* [WHAT THIS TASK INVOLVES] Line by line, reproduce the records exactly.

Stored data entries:
+ + + +

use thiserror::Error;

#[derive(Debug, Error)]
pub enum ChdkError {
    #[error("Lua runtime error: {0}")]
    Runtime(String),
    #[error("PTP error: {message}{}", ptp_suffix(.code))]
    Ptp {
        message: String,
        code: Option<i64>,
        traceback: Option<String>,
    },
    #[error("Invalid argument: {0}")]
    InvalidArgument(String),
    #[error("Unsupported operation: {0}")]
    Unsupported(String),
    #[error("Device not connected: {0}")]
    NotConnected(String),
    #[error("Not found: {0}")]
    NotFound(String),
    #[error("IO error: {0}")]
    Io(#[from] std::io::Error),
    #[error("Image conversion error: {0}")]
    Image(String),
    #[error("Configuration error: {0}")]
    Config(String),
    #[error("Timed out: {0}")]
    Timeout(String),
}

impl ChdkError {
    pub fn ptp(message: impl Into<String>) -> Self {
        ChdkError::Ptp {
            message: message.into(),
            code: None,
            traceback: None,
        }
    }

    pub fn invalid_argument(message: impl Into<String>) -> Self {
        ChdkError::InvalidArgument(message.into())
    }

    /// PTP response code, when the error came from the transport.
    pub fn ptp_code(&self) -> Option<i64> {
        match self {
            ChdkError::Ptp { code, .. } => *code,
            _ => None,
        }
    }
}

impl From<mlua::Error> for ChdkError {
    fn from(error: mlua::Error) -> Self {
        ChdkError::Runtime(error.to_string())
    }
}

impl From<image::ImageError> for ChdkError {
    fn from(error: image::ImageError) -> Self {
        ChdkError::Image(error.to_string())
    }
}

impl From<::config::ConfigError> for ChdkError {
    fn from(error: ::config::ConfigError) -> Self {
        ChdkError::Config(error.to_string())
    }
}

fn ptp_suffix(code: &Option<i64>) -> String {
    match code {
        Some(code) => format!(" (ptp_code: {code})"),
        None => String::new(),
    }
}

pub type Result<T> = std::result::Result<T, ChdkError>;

+ + + +

* [ANSWER TO THE PROBLEM]
use thiserror::Error;

#[derive(Debug, Error)]
pub enum ChdkError {
    #[error("Lua runtime error: {0}")]
    Runtime(String),
    #[error("PTP error: {message}{}", ptp_suffix(.code))]
    Ptp {
        message: String,
        code: Option<i64>,
        traceback: Option<String>,
    },
    #[error("Invalid argument: {0}")]
    InvalidArgument(String),
    #[error("Unsupported operation: {0}")]
    Unsupported(String),
    #[error("Device not connected: {0}")]
    NotConnected(String),
    #[error("Not found: {0}")]
    NotFound(String),
    #[error("IO error: {0}")]
    Io(#[from] std::io::Error),
    #[error("Image conversion error: {0}")]
    Image(String),
    #[error("Configuration error: {0}")]
    Config(String),
    #[error("Timed out: {0}")]
    Timeout(String),
}

impl ChdkError {
    pub fn ptp(message: impl Into<String>) -> Self {
        ChdkError::Ptp {
            message: message.into(),
            code: None,
            traceback: None,
        }
    }

    pub fn invalid_argument(message: impl Into<String>) -> Self {
        ChdkError::InvalidArgument(message.into())
    }

    /// PTP response code, when the error came from the transport.
    pub fn ptp_code(&self) -> Option<i64> {
        match self {
            ChdkError::Ptp { code, .. } => *code,
            _ => None,
        }
    }
}

impl From<mlua::Error> for ChdkError {
    fn from(error: mlua::Error) -> Self {
        ChdkError::Runtime(error.to_string())
    }
}

impl From<image::ImageError> for ChdkError {
    fn from(error: image::ImageError) -> Self {
        ChdkError::Image(error.to_string())
    }
}

impl From<::config::ConfigError> for ChdkError {
    fn from(error: ::config::ConfigError) -> Self {
        ChdkError::Config(error.to_string())
    }
}

fn ptp_suffix(code: &Option<i64>) -> String {
    match code {
        Some(code) => format!(" (ptp_code: {code})"),
        None => String::new(),
    }
}

pub type Result<T> = std::result::Result<T, ChdkError>;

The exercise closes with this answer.